Locking and asio for receive

Spead2 uses a somewhat unusual combination of locking with asynchronous I/O. It causes a few problems and ideally should be redesigned one day. First, let’s introduce some terminology: the user writes code which runs on a thread, which we’ll call the “user thread” (there may be multiple user threads, but for most functions it’s only safe for one user thread at a time to interact with a stream). The threads in a ThreadPool, or more generally threads running boost::asio::io_service::run() (or equivalents) are “worker threads”.

The original sin that leads to many complications is the back-pressure mechanism for receiving: if a ring-buffer is full, then pushing a heap (or chunk) to it simply blocks the worker thread, rather than signalling to readers that they should stop listening for data until space becomes available. Blocking a worker thread is generally a bad thing to do in asynchronous programming, and if not handled carefully can lead to deadlocks. Even when it is safe, it can lead to inefficiencies since the blocked thread is sitting idle when there could be other work for it. This is one reason that sharing thread pools between streams is not recommended (another is cache locality). Fixing this would require major and backwards-incompatible redesign to allow for control-flow signalling.

Locking is needed for a few reasons:

The user thread and a worker thread may need to access the same data. Version 3 reduced the number of places this can happen by making most of the configuration immutable, but it is still needed to stop the stream and to access statistics.
In a stream with multiple readers and multiple worker threads, it is possible for multiple worker threads to need access to the stream internals concurrently.

Early versions of spead2 solved these problems using strands, where functions invoked by the user thread would post work to the strand and use futures to return the result to the user thread. This lead to many issues with deadlocks, and debugging was difficult because this control flow was not apparent in the call stack. It may be worth revisiting now that there are fewer places where the user thread needs to interact with the stream internals, but it will be necessary to compare the performance to the locking approach.

Batching

Even in the absence of contention, locking can be expensive, and we found that taking and releasing a lock for every packet had a significant cost. The design was thus changed to ensure that multiple packets can be handled with a single lock. This complements APIs such as recvmmsg() that allow multiple available packets to be retrieved at once.

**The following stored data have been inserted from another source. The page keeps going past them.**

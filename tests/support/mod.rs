#![allow(dead_code)]

use scan_history::services::{
    export_service::ExportService, scan_service::ScanService, snapshot_repo::SnapshotRepository,
};
use sqlx::{
    SqlitePool,
    sqlite::{SqliteConnectOptions, SqlitePoolOptions},
};
use std::{path::Path, str::FromStr, sync::Arc};
use tempfile::TempDir;

/// Single-connection in-memory database; the pool keeps the connection alive.
pub async fn memory_pool() -> Arc<SqlitePool> {
    let pool = SqlitePoolOptions::new()
        .max_connections(1)
        .idle_timeout(None)
        .max_lifetime(None)
        .connect("sqlite::memory:")
        .await
        .expect("in-memory sqlite");
    Arc::new(pool)
}

/// File-backed database inside `dir`, so a second pool sees the same data.
pub async fn file_pool(dir: &Path) -> Arc<SqlitePool> {
    let url = format!("sqlite://{}", dir.join("scans.db").display());
    let options = SqliteConnectOptions::from_str(&url)
        .expect("sqlite url")
        .create_if_missing(true);
    let pool = SqlitePoolOptions::new()
        .max_connections(2)
        .connect_with(options)
        .await
        .expect("file sqlite");
    Arc::new(pool)
}

pub fn exports(dir: &TempDir) -> ExportService {
    ExportService::new(dir.path().join("exports"), dir.path().join("private"))
}

pub async fn service_on(pool: Arc<SqlitePool>, dir: &TempDir) -> ScanService {
    ScanService::load(SnapshotRepository::new(pool), exports(dir)).await
}
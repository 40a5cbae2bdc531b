//! HTTP handlers for CSV export: a direct download and a server-side file write.

use crate::{
    errors::AppError,
    services::{
        csv_export::CsvVariant,
        export_service::{ExportLocation, ExportOutcome},
    },
    state::AppState,
};
use axum::{
    Json,
    body::Body,
    extract::{Query, State},
    http::{HeaderValue, StatusCode, header},
    response::{IntoResponse, Response},
};
use serde::{Deserialize, Serialize};

/// Query params accepted by both export endpoints.
#[derive(Debug, Deserialize)]
pub struct ExportQuery {
    pub variant: Option<CsvVariant>,
}

#[derive(Debug, Serialize)]
pub struct FileExportResponse {
    pub path: String,
    pub location: ExportLocation,
    pub rows: usize,
}

fn export_in_progress() -> AppError {
    AppError::new(StatusCode::CONFLICT, "an export is already in progress")
}

/// `GET /export.csv` — the CSV as an attachment download.
pub async fn download_export(
    State(state): State<AppState>,
    Query(q): Query<ExportQuery>,
) -> Result<Response, AppError> {
    let rendered = state
        .scans
        .render_export(q.variant.unwrap_or_default())
        .await?
        .ok_or_else(export_in_progress)?;

    let disposition = format!("attachment; filename=\"{}\"", rendered.file_name);
    let mut response = Response::new(Body::from(rendered.csv));
    let headers = response.headers_mut();
    headers.insert(
        header::CONTENT_TYPE,
        HeaderValue::from_static("text/csv; charset=utf-8"),
    );
    if let Ok(value) = HeaderValue::from_str(&disposition) {
        headers.insert(header::CONTENT_DISPOSITION, value);
    }
    *response.status_mut() = StatusCode::OK;
    Ok(response)
}

/// `POST /export` — write the CSV into the export directory, or the private
/// directory when the export directory is not writable.
pub async fn file_export(
    State(state): State<AppState>,
    Query(q): Query<ExportQuery>,
) -> Result<impl IntoResponse, AppError> {
    match state
        .scans
        .export_to_file(q.variant.unwrap_or_default())
        .await?
    {
        ExportOutcome::Written {
            path,
            location,
            rows,
        } => Ok((
            StatusCode::CREATED,
            Json(FileExportResponse {
                path: path.display().to_string(),
                location,
                rows,
            }),
        )),
        ExportOutcome::Skipped => Err(export_in_progress()),
    }
}
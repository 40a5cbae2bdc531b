mod support;

use scan_history::{
    models::{barcode::ScanKind, metadata::MetadataRecord},
    services::{
        csv_export::CsvVariant,
        events::StoreEvent,
        export_service::{ExportLocation, ExportOutcome},
        snapshot_repo::{STORE_BLOB_NAME, SnapshotRepository},
    },
};
use support::{file_pool, memory_pool, service_on};
use tokio::sync::broadcast::error::TryRecvError;
use uuid::Uuid;

fn tag_info() -> MetadataRecord {
    MetadataRecord {
        animal_id: Some("AT 1234 5678".into()),
        breed: Some("Fleckvieh".into()),
        notes: Some("hello, world".into()),
        ..Default::default()
    }
}

#[tokio::test]
async fn bound_metadata_reattaches_on_later_scans() {
    let dir = tempfile::tempdir().unwrap();
    let service = service_on(memory_pool().await, &dir).await;

    let first = service.add_item("https://herd.example/cow/42", "qr").await;
    assert!(first.metadata.is_none());

    let updated = service.update_item(first.id, Some(tag_info())).await.unwrap();
    assert_eq!(updated.metadata, Some(tag_info()));
    assert!(updated.last_modified.is_some());

    let second = service.add_item("https://herd.example/cow/42", "qr").await;
    assert_eq!(second.metadata, Some(tag_info()));
    assert_eq!(
        service.binding("https://herd.example/cow/42").await,
        Some(tag_info())
    );
}

#[tokio::test]
async fn cleared_metadata_is_not_reattached() {
    let dir = tempfile::tempdir().unwrap();
    let service = service_on(memory_pool().await, &dir).await;

    let entry = service.add_item("abc", "qr").await;
    service.update_item(entry.id, Some(tag_info())).await;
    service.update_item(entry.id, None).await;

    assert!(service.binding("abc").await.is_none());
    assert!(service.add_item("abc", "qr").await.metadata.is_none());
}

#[tokio::test]
async fn state_survives_restart_and_clear_keeps_bindings() {
    let dir = tempfile::tempdir().unwrap();

    let first_run = service_on(file_pool(dir.path()).await, &dir).await;
    let entry = first_run.add_item("abc", "qr").await;
    first_run.update_item(entry.id, Some(tag_info())).await;
    first_run.add_item("040000111", "ean13").await;
    assert!(!first_run.persistence_degraded());

    let second_run = service_on(file_pool(dir.path()).await, &dir).await;
    let items = second_run.items().await;
    assert_eq!(items.len(), 2);
    assert_eq!(items[0].content, "040000111");
    assert_eq!(items[1].metadata, Some(tag_info()));

    second_run.clear_items().await;

    let third_run = service_on(file_pool(dir.path()).await, &dir).await;
    assert!(third_run.items().await.is_empty());
    assert_eq!(third_run.add_item("abc", "qr").await.metadata, Some(tag_info()));
}

#[tokio::test]
async fn corrupt_snapshot_is_kept_aside_before_overwrite() {
    let dir = tempfile::tempdir().unwrap();
    let pool = memory_pool().await;
    let repo = SnapshotRepository::new(pool.clone());
    repo.ensure_schema().await.unwrap();
    let body = r#"{"items":[{"id":"6f1c1f0e-8a55-4a34-9e1a-2f5b1c7d9a10","content":"abc","originalContent":"abc","capturedAt":"2025-01-01T10:00:00Z","displayDate":"01.01.2025, 11:00:00","barcodeType":"qr","metadata":{"weight":420}}],"bindingTable":{"abc":{"weight":420}}}"#;
    sqlx::query("INSERT INTO kv_blobs (name, body, updated_at) VALUES (?, ?, ?)")
        .bind(STORE_BLOB_NAME)
        .bind(body)
        .bind(chrono::Utc::now())
        .execute(&*pool)
        .await
        .unwrap();

    let service = service_on(pool.clone(), &dir).await;
    assert!(service.items().await.is_empty());

    service.add_item("new", "qr").await;
    assert!(!service.persistence_degraded());
    assert_eq!(repo.load().await.unwrap().map(|s| s.len()), Some(1));

    let side: String = sqlx::query_scalar("SELECT name FROM kv_blobs WHERE name LIKE ?")
        .bind(format!("{STORE_BLOB_NAME}.corrupt-%"))
        .fetch_one(&*pool)
        .await
        .unwrap();
    let kept = SnapshotRepository::with_name(pool, side);
    assert_eq!(kept.load_raw().await.unwrap().as_deref(), Some(body));
}

#[tokio::test]
async fn unreadable_snapshot_is_never_overwritten() {
    let dir = tempfile::tempdir().unwrap();

    let first_run = service_on(file_pool(dir.path()).await, &dir).await;
    first_run.add_item("abc", "qr").await;

    let closed = file_pool(dir.path()).await;
    closed.close().await;
    let second_run = service_on(closed, &dir).await;
    assert!(second_run.persistence_degraded());
    assert!(second_run.items().await.is_empty());
    second_run.add_item("other", "qr").await;
    assert!(second_run.persistence_degraded());

    let third_run = service_on(file_pool(dir.path()).await, &dir).await;
    let items = third_run.items().await;
    assert_eq!(items.len(), 1);
    assert_eq!(items[0].content, "abc");
}

#[tokio::test]
async fn closed_database_degrades_to_memory_only() {
    let dir = tempfile::tempdir().unwrap();
    let pool = memory_pool().await;
    let service = service_on(pool.clone(), &dir).await;
    assert!(!service.persistence_degraded());

    pool.close().await;

    let entry = service.add_item("abc", "qr").await;
    service.update_item(entry.id, Some(tag_info())).await;
    assert!(service.persistence_degraded());
    assert_eq!(service.items().await.len(), 1);
    assert_eq!(service.add_item("abc", "qr").await.metadata, Some(tag_info()));
}

#[tokio::test]
async fn removing_unknown_id_changes_nothing() {
    let dir = tempfile::tempdir().unwrap();
    let service = service_on(memory_pool().await, &dir).await;
    service.add_item("abc", "qr").await;

    let mut events = service.subscribe();
    service.remove_item(Uuid::new_v4()).await;
    assert!(service.update_item(Uuid::new_v4(), Some(tag_info())).await.is_none());

    assert_eq!(service.items().await.len(), 1);
    assert!(matches!(events.try_recv(), Err(TryRecvError::Empty)));
}

#[tokio::test]
async fn subscribers_see_every_command() {
    let dir = tempfile::tempdir().unwrap();
    let service = service_on(memory_pool().await, &dir).await;
    let mut events = service.subscribe();

    let entry = service.add_item("abc", "qr").await;
    service.update_item(entry.id, Some(tag_info())).await;
    service.remove_item(entry.id).await;
    service.clear_items().await;

    assert_eq!(
        events.recv().await.unwrap(),
        StoreEvent::ItemAdded {
            id: entry.id,
            content: "abc".into()
        }
    );
    assert_eq!(
        events.recv().await.unwrap(),
        StoreEvent::ItemUpdated {
            id: entry.id,
            content: "abc".into(),
            bound: true
        }
    );
    assert_eq!(
        events.recv().await.unwrap(),
        StoreEvent::ItemRemoved { id: entry.id }
    );
    assert_eq!(
        events.recv().await.unwrap(),
        StoreEvent::ItemsCleared { removed: 0 }
    );
}

#[tokio::test]
async fn listing_filters_by_kind() {
    let dir = tempfile::tempdir().unwrap();
    let service = service_on(memory_pool().await, &dir).await;
    service.add_item("q", "qr").await;
    service.add_item("e1", "ean13").await;
    service.add_item("e2", "code39").await;

    let listing = service.list(ScanKind::EarTag).await;
    let contents: Vec<&str> = listing.items.iter().map(|e| e.content.as_str()).collect();
    assert_eq!(contents, vec!["e2", "e1"]);
    assert_eq!(listing.counts.all, 3);
    assert_eq!(listing.counts.qr, 1);
    assert_eq!(listing.counts.ear_tag, 2);
}

#[tokio::test]
async fn export_writes_current_history() {
    let dir = tempfile::tempdir().unwrap();
    let service = service_on(memory_pool().await, &dir).await;
    let entry = service.add_item("abc", "qr").await;
    service.update_item(entry.id, Some(tag_info())).await;
    service.add_item("040123456789", "code128").await;

    let outcome = service.export_to_file(CsvVariant::Enriched).await.unwrap();
    let ExportOutcome::Written { path, location, rows } = outcome else {
        panic!("export skipped");
    };
    assert_eq!(location, ExportLocation::Preferred);
    assert_eq!(rows, 2);

    let csv = std::fs::read_to_string(path).unwrap();
    let lines: Vec<&str> = csv.split("\r\n").collect();
    assert!(lines[1].starts_with("abc,QR-Code,"));
    assert!(lines[1].ends_with(",\"hello, world\""));
    assert!(lines[2].starts_with("AT123456789,CODE128,"));

    let again = service.render_export(CsvVariant::Enriched).await.unwrap().unwrap();
    assert_eq!(again.csv, csv);
}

This batching approach is realised by the spead2::recv::stream::add_packet_state class. Constructing the class takes a lock on the stream, and the destructor releases it. This class also holds local statistics for the batch, which are used to update the stream-wide statistics at the end of the batch.

Unfortunately, pushing completed heaps to the user is done with this lock held, which means that not only is the worker thread blocked if the ringbuffer is full, but any other thread (including a user thread) that needs the lock will also be blocked.

Stopping

There are four circumstances under which a receive stream can stop:

A stream control heap is received from the network.
A transport-level event occurs, such as a connection being closed by the remote end.
The user calls stream::stop().
The user destroys the stream (which implicitly calls stream::stop()).

The first two are referred to as “network stops” and the latter two as “user stops”. Both cases involve call stream::stop_received(), but only user stops invoke stream::stop().

A fundamental difference between the two cases is that for network stops, the user is generally waiting for data from the stream, and so one can assume that the ringbuffer will generally empty out in finite time. What’s more, the user may wish to actually receive all the data that was transmitted prior to the network stop. With user stops, the user is generally not consuming from the ringbuffer, and it must be possible to stop the stream even if the ringbuffer is full, even if this means losing data that is still arriving from the network.

To handle user stops correctly, stream classes whose stream_base::heap_ready() function potentially blocks must override stop() to unblock it. Classes that use ringbuffers (ring_stream, chunk_ring_stream etc.) do so by stopping the ringbuffer before calling the base class implementation. This causes any blocked (and future) attempts to push data into the ringbuffer to immediately fail with an exception. This does mean that some data that was received is dropped. On the other hand, network stops do not immediately stop the ringbuffer, and allow any data still in the stream to be flushed. This does mean that if there is no consumer for the ringbuffer, the worker thread could be blocked until the user stop (or resumes consuming from the ringbuffer).